Now, when I listen for the topic in the MQTT integration its showing up with the following code:

shellies/shelly-garage/input/0
Message 0 received on shellies/shelly-garage/input/0 at 6:55:
0

When I open the garage door the input changes to 1. Also, if I just try to add a binary sensor for the reed switch its simply not showing up as an entity.

Anyone have any ideas where to look?

Did you change the name of your shelly to shelly-garage? Did you set the button type to detached?

By default, the device’s MQTT ID is <shellymodel>-<deviceid> , for example shelly1-B929CC . The MQTT ID can be changed via the mqtt_id parameter in /settings .

Button Type: Detached Switch (Only the Shelly 1 can separate the switch from the relay.)

Yes, I set the MQTT Prefix to shelly-garage. I turned that off now and referenced the full name in my config.yaml, but it didn’t make a difference.

Button type is set to detached switch.

As I say, if I listen to the topic in the MQTT integration, it shows me the state, so I don’t think the issue is in the naming specifically.

Get it working with MQTT first before you add it to HomeAssistant. I did my first testing with the Shelly on my bench. Use software such as MQTT Explorer to watch the topics and messages. Send a message to activate the relay and you will hear it click. Use a wire across the input and verify the input topic changes. Your sensor may be normally open or normally closed. Test it so you know if open is 0 or 1. Once it works “on the bench”, then add it to HomeAssistant.

I used this and it works great in Home Assistant. Thanks!

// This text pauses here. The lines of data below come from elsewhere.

// Copyright 2025 eraflo
//
// Licensed under the Apache License, Version 2.0 (the "License");
// you may not use this file except in compliance with the License.
// You may obtain a copy of the License at
//
//     http://www.apache.org/licenses/LICENSE-2.0
//
// Unless required by applicable law or agreed to in writing, software
// distributed under the License is distributed on an "AS IS" BASIS,
// WITHOUT WARRANTIES OR CONDITIONS OF ANY KIND, either express or implied.
// See the License for the specific language governing permissions and
// limitations under the License.

//! The per-command-list half of a graphics backend.

use crate::rhi::clear::ClearFlags;
use crate::rhi::common::{
    BackendHandle, Format, PrimitiveTopology, Rectangle, ShaderStage, StateQueryMode, Viewport,
    MAX_RENDER_TARGETS,
};
use crate::rhi::error::{QueryError, ResourceError};
use crate::rhi::query::QueryData;
use std::any::Any;

/// The bound blend state with its dynamic parameters.
#[derive(Debug, Clone, Copy, PartialEq, Default)]
pub struct BlendBinding {
    /// The state object.
    pub state: Option<BackendHandle>,
    /// Constant blend factor per channel.
    pub factor: [f32; 4],
    /// Sample coverage mask.
    pub sample_mask: u32,
}

/// The bound depth-stencil state with its stencil reference.
#[derive(Debug, Clone, Copy, PartialEq, Eq, Default)]
pub struct DepthStencilBinding {
    /// The state object.
    pub state: Option<BackendHandle>,
    /// Stencil reference value.
    pub stencil_ref: u32,
}

/// The bound output-merger targets.
#[derive(Debug, Clone, Copy, PartialEq, Eq, Default)]
pub struct RenderTargetBinding {
    /// Color render-target views.
    pub color: [Option<BackendHandle>; MAX_RENDER_TARGETS],
    /// Depth-stencil view.
    pub depth_stencil: Option<BackendHandle>,
}

/// The bound vertex buffer of one input slot.
#[derive(Debug, Clone, Copy, PartialEq, Eq, Default)]
pub struct VertexBufferBinding {
    /// The buffer.
    pub buffer: Option<BackendHandle>,
    /// Vertex stride in bytes.
    pub stride: u32,
    /// Offset in bytes.
    pub offset: u32,
}

/// The bound index buffer.
#[derive(Debug, Clone, Copy, PartialEq, Eq)]
pub struct IndexBufferBinding {
    /// The buffer.
    pub buffer: Option<BackendHandle>,
    /// Index format.
    pub format: Format,
    /// Offset in bytes.
    pub offset: u32,
}

impl Default for IndexBufferBinding {
    fn default() -> Self {
        Self {
            buffer: None,
            format: Format::R32Uint,
            offset: 0,
        }
    }
}

/// A recording context, exclusively owned by one command list.
///
/// Every piece of state comes as a getter and a setter. The getters report what
/// the device has bound right now; setters are only called by the command list
/// when the value actually changes.
pub trait RhiDeviceContext: Send {
    /// Whether the getters reflect live device state or nothing useful.
    fn state_query_mode(&self) -> StateQueryMode;

    /// Currently bound input layout.
    fn input_layout(&self) -> Option<BackendHandle>;
    /// Binds an input layout.
    fn set_input_layout(&mut self, layout: Option<BackendHandle>);

    /// Current primitive topology.
    fn primitive_topology(&self) -> PrimitiveTopology;
    /// Sets the primitive topology.
    fn set_primitive_topology(&mut self, topology: PrimitiveTopology);

    /// Shader bound to `stage`.
    fn shader(&self, stage: ShaderStage) -> Option<BackendHandle>;
    /// Binds a shader to `stage`.
    fn set_shader(&mut self, stage: ShaderStage, shader: Option<BackendHandle>);

    /// Current blend state.
    fn blend_state(&self) -> BlendBinding;
    /// Binds a blend state.
    fn set_blend_state(&mut self, binding: BlendBinding);

    /// Current depth-stencil state.
    fn depth_stencil_state(&self) -> DepthStencilBinding;
    /// Binds a depth-stencil state.
    fn set_depth_stencil_state(&mut self, binding: DepthStencilBinding);

    /// Current rasterizer state.
    fn rasterizer_state(&self) -> Option<BackendHandle>;
    /// Binds a rasterizer state.
    fn set_rasterizer_state(&mut self, state: Option<BackendHandle>);

    /// Current render targets.
    fn render_targets(&self) -> RenderTargetBinding;
    /// Binds render targets.
    fn set_render_targets(&mut self, targets: &RenderTargetBinding);

    /// Vertex buffer of input `slot`.
    fn vertex_buffer(&self, slot: u32) -> VertexBufferBinding;
    /// Binds a vertex buffer to input `slot`.
    fn set_vertex_buffer(&mut self, slot: u32, binding: VertexBufferBinding);

    /// Current index buffer.
    fn index_buffer(&self) -> IndexBufferBinding;
    /// Binds an index buffer.
    fn set_index_buffer(&mut self, binding: IndexBufferBinding);

    /// Constant buffer of `stage` at `slot`.
    fn constant_buffer(&self, stage: ShaderStage, slot: u32) -> Option<BackendHandle>;
    /// Binds a constant buffer.
    fn set_constant_buffer(&mut self, stage: ShaderStage, slot: u32, buffer: Option<BackendHandle>);

    /// Sampler of `stage` at `slot`.
    fn sampler(&self, stage: ShaderStage, slot: u32) -> Option<BackendHandle>;
    /// Binds a sampler.
    fn set_sampler(&mut self, stage: ShaderStage, slot: u32, sampler: Option<BackendHandle>);

    /// Sampled view of `stage` at `slot`.
    fn sampled_view(&self, stage: ShaderStage, slot: u32) -> Option<BackendHandle>;
    /// Binds consecutive sampled views starting at `start_slot`.
    fn set_sampled_views(
        &mut self,
        stage: ShaderStage,
        start_slot: u32,
        views: &[Option<BackendHandle>],
    );

    /// Compute storage view at `slot`.
    fn storage_view(&self, slot: u32) -> Option<BackendHandle>;
    /// Binds consecutive compute storage views starting at `start_slot`.
    fn set_storage_views(&mut self, start_slot: u32, views: &[Option<BackendHandle>]);

    /// Sets the viewport.
    fn set_viewport(&mut self, viewport: &Viewport);
    /// Sets the scissor rectangle.
    fn set_scissor(&mut self, rectangle: &Rectangle);

    /// Clears a color render-target view.
    fn clear_render_target_view(&mut self, view: BackendHandle, color: [f32; 4]);
    /// Clears the aspects in `flags` of a depth-stencil view.
    fn clear_depth_stencil_view(
        &mut self,
        view: BackendHandle,
        flags: ClearFlags,
        depth: f32,
        stencil: u32,
    );
    /// Clears a storage view with float values.
    fn clear_storage_view_float(&mut self, view: BackendHandle, color: [f32; 4]);

    /// Non-indexed draw.
    fn draw(&mut self, vertex_count: u32, vertex_offset: u32);
    /// Indexed draw.
    fn draw_indexed(&mut self, index_count: u32, index_offset: u32, vertex_offset: i32);
    /// Compute dispatch.
    fn dispatch(&mut self, x: u32, y: u32, z: u32);
    /// Copies one whole resource into another of identical shape.
    fn copy_resource(&mut self, destination: BackendHandle, source: BackendHandle);
    /// Overwrites the start of a buffer.
    fn update_buffer(&mut self, buffer: BackendHandle, data: &[u8]) -> Result<(), ResourceError>;

    /// Begins a query. Only disjoint queries have a begin.
    fn begin_query(&mut self, query: BackendHandle);
    /// Ends a query, which for timestamps captures the current GPU tick.
    fn end_query(&mut self, query: BackendHandle);
    /// Reads a query result, `Ok(None)` while it is not available yet.
    fn query_data(&mut self, query: BackendHandle) -> Result<Option<QueryData>, QueryError>;

    /// Opens a named debug annotation for GPU debugging tools.
    fn begin_event(&mut self, name: &str);
    /// Closes the innermost debug annotation.
    fn end_event(&mut self);

    /// Submits the recorded work, waiting on `wait` before execution starts.
    fn submit(&mut self, wait: Option<BackendHandle>) -> Result<(), ResourceError>;
    /// Presents a swapchain.
    fn present(&mut self, swap_chain: BackendHandle) -> Result<(), ResourceError>;

    /// Allows downcasting to a concrete backend.
    fn as_any(&self) -> &dyn Any;
    /// Allows mutable downcasting to a concrete backend.
    fn as_any_mut(&mut self) -> &mut dyn Any;
}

Is anyone using it with HomeKit? I’ve found that the config here mostly work, but Siri will issue a “cover close” command even if the door is already closed. This of course results in the door opening. Not what I want. I assume that means some additional logic needs to be added somewhere in HA (since HomeKit is super inflexible). Something like “close_action: <if door is closed ; do nothing ; else ; close the door >”

Any suggestions?

Yup, I had the same exact issue. The workaround is to create a script that checks the status of the door before triggering an action. Mine checks to see if the door is opened or closed and if it’s already closed it does nothing.

Check out my thread here where the answer is discussed: Need help with if/else

Got two question for you all. So i got the Shelly1 in yesterday and was messing around with it. I think mine is broken. Issue #1: First the shelly app shows it needs to be updated. Its got the most up to date firmware, but keeps saying it needs to be updated. When I click update it then says you have the most up to date firmware. Issue #2: I see the sensor on the shelly app, but when I bring it back into home assistant i only see 1 entity (which is the button). Any help would be greatly appreciated.

Not all methods of Shelly 1 access will present both the switch and sensor. The Home Assistant Shelly app does not seemto allow access to both the switch and sensor. I used MQTT. I recently found someone else who uses ESPHome. Either will work.

Im new to this whole home automation thing. Mind pointing me in the right direction for MQTT?

MQTT requires a broker (server). Clients connect and send or receive messages from queues. The MQTT broker can run on the same machine running Home Assistant or a separate machine. I use mosquitto which is available for any Linux server and many other platforms as well.

As I said earlier in this thread, test MQTT and your device without Home Assistant to verify the functions. Use software such as MQTT Explorer to watch the topics and messages. Get it working “on the bench”.

Ok, I have a similar issue as Mac. I have Mosquitto as my broker and I used MQTT Explorer to see input 0 work fine “on the bench”. Now how do get the Shelly integration to add this as an entity?

The shelly integration is separate from the MQTT integration, you can use both at the same time, but right now MQTT seems more reliable

To add MQTT Shelly devices, this is the way to go, I just used it this weekend for the first time :

Did you have to modify the python script? I tried this method too, but it did not seem to work . I am not that familiar with python and expected that to be the problem.